### Directions for this task
All lines before the one containing "filename crates/persistence/src/entities/course.rs", plus that line itself, are to be printed exactly as they appear below.

(Data begins)

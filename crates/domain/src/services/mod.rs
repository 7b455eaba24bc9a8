pub mod access;
pub mod sharing;
pub mod subscription_lifecycle;

pub use access::{AccessResolver, AccessStore, StoreError};
pub use sharing::{validate_invitation, ShareError};
pub use subscription_lifecycle::{evaluate_status, is_active, select_current};
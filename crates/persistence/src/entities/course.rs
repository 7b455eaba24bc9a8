//! Course entity (database row mapping).

use chrono::{DateTime, Utc};
use sqlx::FromRow;
use uuid::Uuid;

use domain::models::Course;

/// Database row mapping for the courses table.
#[derive(Debug, Clone, FromRow)]
pub struct CourseEntity {
    pub id: Uuid,
    pub project_id: Uuid,
    pub title: String,
    pub description: Option<String>,
    pub is_active: bool,
    pub created_at: DateTime<Utc>,
    pub updated_at: DateTime<Utc>,
}

impl From<CourseEntity> for Course {
    fn from(entity: CourseEntity) -> Self {
        Self {
            id: entity.id,
            project_id: entity.project_id,
            title: entity.title,
            description: entity.description,
            is_active: entity.is_active,
            created_at: entity.created_at,
            updated_at: entity.updated_at,
        }
    }
}
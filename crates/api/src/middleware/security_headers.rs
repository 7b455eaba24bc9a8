//! Security headers middleware.
//!
//! Adds security-related HTTP headers to all responses.

use axum::{
    body::Body,
    http::{header, HeaderValue, Request},
    middleware::Next,
    response::Response,
};

/// Middleware that adds security headers to all responses.
///
/// Headers added:
/// - `X-Content-Type-Options: nosniff`
/// - `X-Frame-Options: DENY`
/// - `X-XSS-Protection: 1; mode=block`
/// - `Strict-Transport-Security` when `CP__SECURITY__HSTS_ENABLED=true`,
///   for deployments with proper HTTPS termination.
pub async fn security_headers_middleware(req: Request<Body>, next: Next) -> Response {
    let mut response = next.run(req).await;
    let headers = response.headers_mut();

    headers.insert(
        header::HeaderName::from_static("x-content-type-options"),
        HeaderValue::from_static("nosniff"),
    );

    headers.insert(
        header::HeaderName::from_static("x-frame-options"),
        HeaderValue::from_static("DENY"),
    );

    headers.insert(
        header::HeaderName::from_static("x-xss-protection"),
        HeaderValue::from_static("1; mode=block"),
    );

    if std::env::var("CP__SECURITY__HSTS_ENABLED")
        .map(|v| v.to_lowercase() == "true")
        .unwrap_or(false)
    {
        headers.insert(
            header::STRICT_TRANSPORT_SECURITY,
            HeaderValue::from_static("max-age=31536000; includeSubDomains"),
        );
    }

    response
}
//! rofi-search - pick a browser and a search engine from a rofi prompt
//!
//! This library holds everything behind the `rofi-search` binary: the
//! registry of browsers and search engines, the layered TOML configuration,
//! the menu state machine driving rofi (or wofi) and the browser launcher.

use thiserror::Error;

pub mod cli;
pub mod commands;
pub mod config;
pub mod entries;
pub mod launcher;
pub mod menu;
pub mod output;
pub mod session;
pub mod system;

#[cfg(test)]
pub mod testing;

/// Name used for configuration directories and files
pub const APP_NAME: &str = "rofi-search";

/// Process exit codes
#[derive(Debug, Clone, Copy, PartialEq, Eq)]
pub enum ExitCode {
    Success = 0,
    /// A configuration path is missing or holds no configuration file
    WrongConfigPath = 1,
    /// A configuration file could not be parsed or applied
    IncorrectConfig = 2,
    /// The menu program failed or exited with an unexpected status
    MenuError = 3,
}

impl ExitCode {
    #[must_use]
    pub const fn code(self) -> u8 {
        self as u8
    }
}

impl From<ExitCode> for std::process::ExitCode {
    fn from(code: ExitCode) -> Self {
        Self::from(code.code())
    }
}

/// Error enum, contains all failure states of the program
#[derive(Debug, Error)]
pub enum AppError {
    /// Configuration could not be located, read or applied
    #[error("Configuration error: {0}")]
    Config(#[from] config::ConfigError),
    /// The menu program could not be run
    #[error("Menu error: {0}")]
    Menu(#[from] menu::MenuError),
    /// The browser could not be started
    #[error("Launch error: {0}")]
    Launch(#[from] launcher::LaunchError),
    /// Represents an I/O error
    #[error("I/O error: {0}")]
    Io(#[from] std::io::Error),
}

impl AppError {
    /// Process exit code for this error
    #[must_use]
    pub const fn exit_code(&self) -> ExitCode {
        match self {
            Self::Config(e) => e.exit_code(),
            Self::Menu(_) | Self::Launch(_) | Self::Io(_) => ExitCode::MenuError,
        }
    }
}
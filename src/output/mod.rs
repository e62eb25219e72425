//! Output formatting for CLI display
//!
//! Column tables for the `--list-*` commands and the debug report printed
//! instead of starting the browser.

use colored::Colorize;

use crate::config::Configuration;
use crate::entries::Entry;
use crate::launcher::LaunchPlan;
use crate::system::InstallCheck;

const NONE: &str = "none";
const COLUMN_GAP: usize = 2;
const DEBUG_NAME_WIDTH: usize = 15;

#[must_use]
pub const fn yes_no(value: bool) -> &'static str {
    if value { "yes" } else { "no" }
}

/// Render rows under a bold header, each column as wide as its widest cell
///
/// Cells of the `highlight` column read `yes` or `no` and are colored green
/// or red.
#[must_use]
pub fn table(header: &[&str], rows: &[Vec<String>], highlight: Option<usize>) -> String {
    let mut widths: Vec<usize> = header.iter().map(|h| h.chars().count()).collect();
    for row in rows {
        for (width, cell) in widths.iter_mut().zip(row) {
            *width = (*width).max(cell.chars().count());
        }
    }

    let last = header.len().saturating_sub(1);
    let pad = |column: usize, text: &str| {
        if column == last {
            text.to_string()
        } else {
            format!("{text:<width$}", width = widths[column] + COLUMN_GAP)
        }
    };

    let mut out = String::new();
    for (column, title) in header.iter().enumerate() {
        out.push_str(&pad(column, *title).bold().to_string());
    }
    out.push('\n');

    for row in rows {
        for (column, cell) in row.iter().enumerate() {
            let padded = pad(column, cell.as_str());
            let painted = match highlight {
                Some(h) if h == column && cell == "yes" => padded.green().to_string(),
                Some(h) if h == column => padded.red().to_string(),
                _ => padded,
            };
            out.push_str(&painted);
        }
        out.push('\n');
    }
    out
}

/// Every registered browser, with its install status
#[must_use]
pub fn browsers_table(config: &Configuration, installed: &dyn InstallCheck) -> String {
    let catalog = &config.catalog;
    let rows: Vec<Vec<String>> = catalog
        .browsers
        .iter()
        .map(|(_, browser)| {
            vec![
                browser.name().to_string(),
                browser.executable().to_string(),
                browser
                    .search_engine()
                    .map_or(NONE, |id| catalog.search_engine(id).name())
                    .to_string(),
                yes_no(browser.is_private()).to_string(),
                yes_no(installed.is_installed(browser.executable())).to_string(),
                browser
                    .base()
                    .map_or(NONE, |id| catalog.browser(id).name())
                    .to_string(),
            ]
        })
        .collect();

    table(
        &["BROWSER", "EXECUTABLE", "SEARCH-ENGINE", "IS-PRIVATE", "INSTALLED", "BASE"],
        &rows,
        Some(4),
    )
}

/// Every registered search engine
#[must_use]
pub fn search_engines_table(config: &Configuration) -> String {
    let rows: Vec<Vec<String>> = config
        .catalog
        .search_engines
        .iter()
        .map(|(_, engine)| {
            vec![
                engine.name().to_string(),
                yes_no(engine.is_private()).to_string(),
                engine.url().to_string(),
            ]
        })
        .collect();

    table(&["SEARCH-ENGINE", "IS-PRIVATE", "URL"], &rows, None)
}

/// Report printed by a dry run
#[must_use]
pub fn launch_table(plan: &LaunchPlan) -> String {
    let line = |name: &str, value: &str| format!("{name:width$}{value}\n", width = DEBUG_NAME_WIDTH);
    [
        line("NAME", "VALUE"),
        line("browser", &plan.browser),
        line("search-engine", &plan.search_engine),
        line("language", &plan.language),
        line("terms", &plan.terms),
        line("url", &plan.url),
        line("private-search", yes_no(plan.private)),
    ]
    .concat()
}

(Data ends)

### Solution
filename crates/domain/src/services/mod.rs
repository 7b455eaba24bc9a8
pub mod access;
pub mod sharing;
pub mod subscription_lifecycle;

pub use access::{AccessResolver, AccessStore, StoreError};
pub use sharing::{validate_invitation, ShareError};
pub use subscription_lifecycle::{evaluate_status, is_active, select_current};
filename crates/persistence/src/entities/course.rs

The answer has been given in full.